[[ Listed entries, beginning ]]

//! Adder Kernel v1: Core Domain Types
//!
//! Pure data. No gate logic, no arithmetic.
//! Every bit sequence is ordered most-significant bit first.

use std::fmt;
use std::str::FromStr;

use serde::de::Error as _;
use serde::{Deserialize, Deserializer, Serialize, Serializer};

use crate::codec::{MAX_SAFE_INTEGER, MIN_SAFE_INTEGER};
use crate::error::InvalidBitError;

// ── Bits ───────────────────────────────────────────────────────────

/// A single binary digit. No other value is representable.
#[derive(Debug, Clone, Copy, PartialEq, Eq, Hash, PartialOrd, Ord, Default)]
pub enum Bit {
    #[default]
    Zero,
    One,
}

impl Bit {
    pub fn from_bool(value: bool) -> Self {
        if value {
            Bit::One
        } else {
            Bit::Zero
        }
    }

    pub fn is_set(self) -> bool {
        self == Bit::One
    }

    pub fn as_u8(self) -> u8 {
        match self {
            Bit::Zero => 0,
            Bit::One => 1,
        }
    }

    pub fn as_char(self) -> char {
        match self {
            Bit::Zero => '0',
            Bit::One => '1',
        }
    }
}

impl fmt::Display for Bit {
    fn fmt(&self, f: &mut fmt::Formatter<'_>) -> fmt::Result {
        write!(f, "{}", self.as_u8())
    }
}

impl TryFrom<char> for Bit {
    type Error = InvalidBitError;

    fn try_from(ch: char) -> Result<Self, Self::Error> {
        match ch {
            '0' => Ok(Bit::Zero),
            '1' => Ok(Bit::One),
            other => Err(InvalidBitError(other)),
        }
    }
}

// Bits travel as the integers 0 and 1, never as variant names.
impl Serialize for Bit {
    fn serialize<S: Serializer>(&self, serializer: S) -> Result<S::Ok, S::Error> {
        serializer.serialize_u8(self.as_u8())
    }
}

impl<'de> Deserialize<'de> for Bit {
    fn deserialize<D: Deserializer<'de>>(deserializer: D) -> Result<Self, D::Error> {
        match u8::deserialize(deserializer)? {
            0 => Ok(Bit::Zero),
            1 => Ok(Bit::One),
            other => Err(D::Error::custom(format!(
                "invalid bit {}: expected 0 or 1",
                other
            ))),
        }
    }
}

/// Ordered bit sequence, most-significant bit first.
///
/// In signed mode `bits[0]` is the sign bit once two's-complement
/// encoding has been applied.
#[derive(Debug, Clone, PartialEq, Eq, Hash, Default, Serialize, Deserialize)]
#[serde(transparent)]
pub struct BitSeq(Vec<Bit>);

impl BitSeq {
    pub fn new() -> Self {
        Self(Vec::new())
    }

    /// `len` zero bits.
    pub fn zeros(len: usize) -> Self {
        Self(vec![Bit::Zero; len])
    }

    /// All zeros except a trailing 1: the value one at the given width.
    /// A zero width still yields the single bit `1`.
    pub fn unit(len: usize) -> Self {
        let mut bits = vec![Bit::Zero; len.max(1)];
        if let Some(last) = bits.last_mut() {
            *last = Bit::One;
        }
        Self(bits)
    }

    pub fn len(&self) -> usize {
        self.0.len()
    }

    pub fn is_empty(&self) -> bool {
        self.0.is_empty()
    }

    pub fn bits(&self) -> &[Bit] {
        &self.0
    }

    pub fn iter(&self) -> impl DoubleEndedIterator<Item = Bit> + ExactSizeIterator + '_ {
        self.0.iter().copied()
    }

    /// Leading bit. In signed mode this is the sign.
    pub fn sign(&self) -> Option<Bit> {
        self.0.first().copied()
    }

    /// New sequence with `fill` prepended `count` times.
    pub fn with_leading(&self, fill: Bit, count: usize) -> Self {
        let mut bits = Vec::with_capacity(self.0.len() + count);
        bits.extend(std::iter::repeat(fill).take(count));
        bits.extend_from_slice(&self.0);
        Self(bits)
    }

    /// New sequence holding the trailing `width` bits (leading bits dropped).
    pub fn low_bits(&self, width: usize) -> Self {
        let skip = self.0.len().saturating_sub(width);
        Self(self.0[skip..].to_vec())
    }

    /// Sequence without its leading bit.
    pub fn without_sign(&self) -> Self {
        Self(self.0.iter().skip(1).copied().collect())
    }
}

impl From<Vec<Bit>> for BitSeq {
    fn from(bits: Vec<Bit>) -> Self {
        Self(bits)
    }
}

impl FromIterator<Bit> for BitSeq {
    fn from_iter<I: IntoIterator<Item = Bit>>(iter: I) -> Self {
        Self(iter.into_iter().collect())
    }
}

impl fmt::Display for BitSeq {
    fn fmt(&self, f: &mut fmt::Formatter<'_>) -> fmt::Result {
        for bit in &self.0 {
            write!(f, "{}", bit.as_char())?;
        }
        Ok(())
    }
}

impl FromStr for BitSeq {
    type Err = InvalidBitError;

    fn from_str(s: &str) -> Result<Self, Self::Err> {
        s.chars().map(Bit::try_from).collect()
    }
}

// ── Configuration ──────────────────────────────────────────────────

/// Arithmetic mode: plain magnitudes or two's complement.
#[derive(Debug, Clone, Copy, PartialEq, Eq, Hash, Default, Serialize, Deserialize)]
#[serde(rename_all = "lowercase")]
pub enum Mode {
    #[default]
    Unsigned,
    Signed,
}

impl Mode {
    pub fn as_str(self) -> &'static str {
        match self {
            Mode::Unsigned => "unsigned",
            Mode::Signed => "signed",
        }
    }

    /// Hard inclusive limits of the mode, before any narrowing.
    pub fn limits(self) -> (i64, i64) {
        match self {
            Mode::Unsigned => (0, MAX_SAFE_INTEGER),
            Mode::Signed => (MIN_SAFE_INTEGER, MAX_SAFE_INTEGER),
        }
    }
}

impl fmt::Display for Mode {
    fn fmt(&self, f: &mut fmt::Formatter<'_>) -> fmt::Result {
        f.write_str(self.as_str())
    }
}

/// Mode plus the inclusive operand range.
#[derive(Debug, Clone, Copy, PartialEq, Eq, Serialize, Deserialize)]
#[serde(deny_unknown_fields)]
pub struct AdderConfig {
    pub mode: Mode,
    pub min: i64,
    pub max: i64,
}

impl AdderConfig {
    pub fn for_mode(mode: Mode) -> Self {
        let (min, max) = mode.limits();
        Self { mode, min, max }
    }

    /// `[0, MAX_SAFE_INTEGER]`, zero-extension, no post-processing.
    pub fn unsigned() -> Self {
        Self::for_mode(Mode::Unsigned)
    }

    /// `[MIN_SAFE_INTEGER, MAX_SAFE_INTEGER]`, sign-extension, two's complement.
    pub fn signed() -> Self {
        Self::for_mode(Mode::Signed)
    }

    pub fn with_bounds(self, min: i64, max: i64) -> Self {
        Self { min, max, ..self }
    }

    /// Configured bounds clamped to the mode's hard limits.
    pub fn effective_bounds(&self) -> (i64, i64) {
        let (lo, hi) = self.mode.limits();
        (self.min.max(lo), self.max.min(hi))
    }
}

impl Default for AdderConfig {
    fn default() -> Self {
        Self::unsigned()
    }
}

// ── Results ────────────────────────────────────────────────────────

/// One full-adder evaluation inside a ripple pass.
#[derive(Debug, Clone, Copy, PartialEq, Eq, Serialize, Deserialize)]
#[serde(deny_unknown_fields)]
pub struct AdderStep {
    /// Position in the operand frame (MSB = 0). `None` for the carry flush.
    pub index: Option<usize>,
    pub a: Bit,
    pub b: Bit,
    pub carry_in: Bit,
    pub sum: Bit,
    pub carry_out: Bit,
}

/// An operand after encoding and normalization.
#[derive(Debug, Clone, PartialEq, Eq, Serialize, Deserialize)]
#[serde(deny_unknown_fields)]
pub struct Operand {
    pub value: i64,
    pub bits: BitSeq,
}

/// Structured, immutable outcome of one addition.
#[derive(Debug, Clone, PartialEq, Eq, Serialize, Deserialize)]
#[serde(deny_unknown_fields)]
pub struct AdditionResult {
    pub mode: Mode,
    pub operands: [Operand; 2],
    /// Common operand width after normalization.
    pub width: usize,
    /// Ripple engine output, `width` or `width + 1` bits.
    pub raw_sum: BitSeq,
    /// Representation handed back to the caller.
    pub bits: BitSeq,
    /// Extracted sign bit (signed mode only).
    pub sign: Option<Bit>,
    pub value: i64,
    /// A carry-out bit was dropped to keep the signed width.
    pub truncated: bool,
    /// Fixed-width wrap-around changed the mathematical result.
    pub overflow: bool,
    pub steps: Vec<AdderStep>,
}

[[ Listed entries, end ]]

_What is needed_
Out of the entries above, write out only the lines between the line holding "fn try_from(ch: char)" and the line holding "the given width.", inclusive, each exactly as given.

_Written reply_
    fn try_from(ch: char) -> Result<Self, Self::Error> {
        match ch {
            '0' => Ok(Bit::Zero),
            '1' => Ok(Bit::One),
            other => Err(InvalidBitError(other)),
        }
    }
}

// Bits travel as the integers 0 and 1, never as variant names.
impl Serialize for Bit {
    fn serialize<S: Serializer>(&self, serializer: S) -> Result<S::Ok, S::Error> {
        serializer.serialize_u8(self.as_u8())
    }
}

impl<'de> Deserialize<'de> for Bit {
    fn deserialize<D: Deserializer<'de>>(deserializer: D) -> Result<Self, D::Error> {
        match u8::deserialize(deserializer)? {
            0 => Ok(Bit::Zero),
            1 => Ok(Bit::One),
            other => Err(D::Error::custom(format!(
                "invalid bit {}: expected 0 or 1",
                other
            ))),
        }
    }
}

/// Ordered bit sequence, most-significant bit first.
///
/// In signed mode `bits[0]` is the sign bit once two's-complement
/// encoding has been applied.
#[derive(Debug, Clone, PartialEq, Eq, Hash, Default, Serialize, Deserialize)]
#[serde(transparent)]
pub struct BitSeq(Vec<Bit>);

impl BitSeq {
    pub fn new() -> Self {
        Self(Vec::new())
    }

    /// `len` zero bits.
    pub fn zeros(len: usize) -> Self {
        Self(vec![Bit::Zero; len])
    }

    /// All zeros except a trailing 1: the value one at the given width.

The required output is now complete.